The dwarf angelfish is a freshwater aquarium fish of the genus Pterophyllum, which is often confused with small varieties of saltwater angelfish of the genus Centropyge. They originate from just three freshwater river regions in South America, including the Amazon River. The Pterophyllum leopoldi, or Leopold angelfish, is the smallest variety of the genus and grows up to 4 inches (10 centimeters) in size.
Fox-faced rabbitfish make good tank mates for angelfish.
Freshwater angelfish are considered a good choice for those just starting out with the practice of having an aquarium at home. They are popular fish species in pet stores, so they are easy to find and one of the most colorful and aesthetically beautiful freshwater fish in general. Dwarf angelfish also tend to have strong personalities and will interact with people trying to get their attention when they are near the aquarium. The three species of tropical freshwater angelfish available for addition to aquariums are Pterophyllum leopoldi, Pterophyllum altum, and Pterophyllum scalare, in a wide variety of colors and markings.
The coral beauty angelfish is considered a dwarf angelfish.
The genus in general has a very flattened, triangular body with large decorative dorsal and ventral fins that make them immediately recognizable. The most common coloration for the dwarf angelfish is a silver body with vertical black stripes, but species such as the leopoldi are golden with silver stripes and the altars are golden with black stripes. They can also have a marble effect where there are spirals of black and silver on the body, or be solid black, pearly gold, or red with white spots similar to the colors of goldfish and carp.

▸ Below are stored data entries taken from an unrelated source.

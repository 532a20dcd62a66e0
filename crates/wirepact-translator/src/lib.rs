//! WirePact Basic Auth Translator - Envoy ext_authz 身份翻译边车
//!
//! 出站方向把 Basic Auth 凭证换成签名的 WirePact 身份令牌，入站方向验证令牌
//! 并换回 Basic Auth 凭证。密钥材料在任何授权服务监听之前引导完成，之后以
//! `Arc` 在两个方向之间只读共享。

pub mod config;
pub mod egress;
pub mod grpc;
pub mod health_check;
pub mod ingress;
pub mod kubernetes;
pub mod metrics;
pub mod repository;
pub mod server;

use anyhow::{Context, Result};
use std::future::Future;
use std::net::SocketAddr;
use std::sync::Arc;
use tokio::net::TcpListener;
use tokio::sync::watch;
use tracing::{error, info};

use crate::config::TranslatorConfig;
use crate::egress::EgressCheck;
use crate::health_check::HealthChecker;
use crate::ingress::IngressCheck;
use crate::metrics::MetricsCollector;
use crate::repository::UserRepository;
use crate::server::{serve_check, Direction};
use wirepact_pki::{HttpIssuanceClient, KeyMaterial, KeyStore, PkiEndpoint, TokenIssuer, TokenVerifier};

/// 翻译器主结构体
pub struct Translator {
    /// 配置
    config: TranslatorConfig,
    /// 引导完成的密钥材料
    key_material: Arc<KeyMaterial>,
    /// 用户仓库
    repository: Arc<dyn UserRepository>,
    /// 指标收集器
    metrics: MetricsCollector,
    /// 健康检查器
    health_checker: HealthChecker,
}

impl Translator {
    /// 引导密钥材料并创建用户仓库
    pub async fn new(config: TranslatorConfig) -> Result<Self> {
        let store = KeyStore::new(&config.storage_dir, &config.common_name);

        // 本地已有完整的密钥材料时不需要访问 PKI
        let key_material = if store.is_complete() && config.pki_address.is_none() {
            info!("使用 {} 中已有的密钥材料", store.dir().display());
            store.load().await.context("无法加载本地密钥材料")?
        } else {
            let endpoint = pki_endpoint(&config).await.context("无法确定 PKI 服务地址")?;
            store
                .bootstrap(&HttpIssuanceClient::new(endpoint))
                .await
                .context("无法引导密钥材料")?
        };

        let repository = repository::from_config(&config)
            .await
            .context("无法创建用户仓库")?;

        Self::with_parts(config, Arc::new(key_material), repository)
    }

    /// 使用现成的密钥材料和用户仓库创建
    pub fn with_parts(
        config: TranslatorConfig,
        key_material: Arc<KeyMaterial>,
        repository: Arc<dyn UserRepository>,
    ) -> Result<Self> {
        let metrics = MetricsCollector::new().context("无法注册指标")?;

        Ok(Self {
            config,
            key_material,
            repository,
            metrics,
            health_checker: HealthChecker::new(),
        })
    }

    /// 指标收集器
    pub fn metrics(&self) -> &MetricsCollector {
        &self.metrics
    }

    /// 健康检查器
    pub fn health_checker(&self) -> &HealthChecker {
        &self.health_checker
    }

    /// 在配置的端口上启动所有服务，直到 `shutdown` 完成
    pub async fn run(self, shutdown: impl Future<Output = ()> + Send + 'static) -> Result<()> {
        let ingress = server::bind(self.config.ingress_port)
            .await
            .with_context(|| format!("无法监听入站端口 {}", self.config.ingress_port))?;
        let egress = server::bind(self.config.egress_port)
            .await
            .with_context(|| format!("无法监听出站端口 {}", self.config.egress_port))?;

        self.serve(ingress, egress, shutdown).await
    }

    /// 在已绑定的端口上提供入站和出站授权服务，以及健康检查和指标服务
    pub async fn serve(
        self,
        ingress_listener: TcpListener,
        egress_listener: TcpListener,
        shutdown: impl Future<Output = ()> + Send + 'static,
    ) -> Result<()> {
        let ingress = Arc::new(IngressCheck::new(
            TokenVerifier::new(self.key_material.clone()),
            self.repository.clone(),
            self.config.ingress_mode,
        ));
        let egress = Arc::new(EgressCheck::new(
            self.repository.clone(),
            TokenIssuer::new(self.key_material.clone(), &self.config.issuer_name),
        ));
        info!(
            "入站模式 {}，令牌签发者 {}",
            self.config.ingress_mode, self.config.issuer_name
        );

        let (stop_tx, stop_rx) = watch::channel(false);
        let health_checker = self.health_checker.clone();
        tokio::spawn(async move {
            shutdown.await;
            info!("收到关闭信号，正在停止服务");
            health_checker.mark_stopping().await;
            let _ = stop_tx.send(true);
        });

        self.health_checker.mark_listening(Direction::Ingress).await;
        self.health_checker.mark_listening(Direction::Egress).await;

        let health_addr = SocketAddr::from(([0, 0, 0, 0], self.config.health_port));
        let metrics_addr = SocketAddr::from(([0, 0, 0, 0], self.config.metrics_port));

        tokio::try_join!(
            async {
                serve_check(
                    ingress,
                    self.metrics.clone(),
                    ingress_listener,
                    stopped(stop_rx.clone()),
                )
                .await
                .context("入站授权服务异常退出")
            },
            async {
                serve_check(
                    egress,
                    self.metrics.clone(),
                    egress_listener,
                    stopped(stop_rx.clone()),
                )
                .await
                .context("出站授权服务异常退出")
            },
            async {
                self.health_checker
                    .clone()
                    .serve(health_addr, stopped(stop_rx.clone()))
                    .await
                    .context("健康检查服务异常退出")
            },
            async {
                self.metrics
                    .clone()
                    .serve(metrics_addr, stopped(stop_rx.clone()))
                    .await
                    .context("指标服务异常退出")
            },
        )?;

        info!("翻译器已停止");
        Ok(())
    }
}

/// 解析 PKI 服务地址，未配置时通过 Kubernetes Service 发现
async fn pki_endpoint(config: &TranslatorConfig) -> wirepact_common::Result<PkiEndpoint> {
    let base_address = match config.pki_address.as_deref().map(str::trim) {
        Some(address) if !address.is_empty() => address.to_string(),
        _ => kubernetes::discover_pki_address(&config.pki_service_name).await?,
    };

    let mut endpoint = PkiEndpoint::new(&base_address);
    endpoint.ca_path = config.ca_path.clone();
    endpoint.csr_path = config.csr_path.clone();
    Ok(endpoint)
}

async fn stopped(mut stop: watch::Receiver<bool>) {
    while !*stop.borrow() {
        if stop.changed().await.is_err() {
            return;
        }
    }
}

/// 等待 Ctrl-C 或 SIGTERM
pub async fn shutdown_signal() {
    let ctrl_c = async {
        if let Err(e) = tokio::signal::ctrl_c().await {
            error!("无法监听 Ctrl-C: {}", e);
            std::future::pending::<()>().await;
        }
    };

    #[cfg(unix)]
    let terminate = async {
        use tokio::signal::unix::{signal, SignalKind};
        match signal(SignalKind::terminate()) {
            Ok(mut stream) => {
                stream.recv().await;
            }
            Err(e) => {
                error!("无法监听 SIGTERM: {}", e);
                std::future::pending::<()>().await;
            }
        }
    };

    #[cfg(not(unix))]
    let terminate = std::future::pending::<()>();

    tokio::select! {
        _ = ctrl_c => {},
        _ = terminate => {},
    }
}
//! API service models

pub mod task;
pub mod user;

// Re-export for convenience
pub use task::{NewTask, Task, TaskPatch};
pub use user::{NewUser, ProfilePatch, User};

A freshwater angelfish tank should be quite tall as dwarf dwarfs like to swim vertically in the tank and if the tank is big enough they will not exhibit territorial or aggressive behavior. Other fish that can complement a tank with dwarf dwarf fish should be those also found in South America, such as cories or bristlenose catfish, but the common tetras and plecos found in pet stores are also a good choice. A good rule of thumb for tank size is at least 11 gallons (40 liters) per dwarf angelfish and a minimum height of 20 inches (50 centimeters), but the more space and height for the tank, the better.
Angelfish are generally peaceful if bought and raised together in groups of six or more. They can be aggressive and territorial within the group, however, and leopolds tend to exhibit these traits more, so the aquarium environment for them must be more precisely controlled. They are a social fish in general and tend to stick together in a group. When spawning, there can be rivalries within the group, and the spawning pair will have to be separated from the rest of the tank. A single spawn can produce up to 1,000 eggs, which hatch in just a few days, so preparations must be made in advance, such as getting enough brine shrimp to feed the young.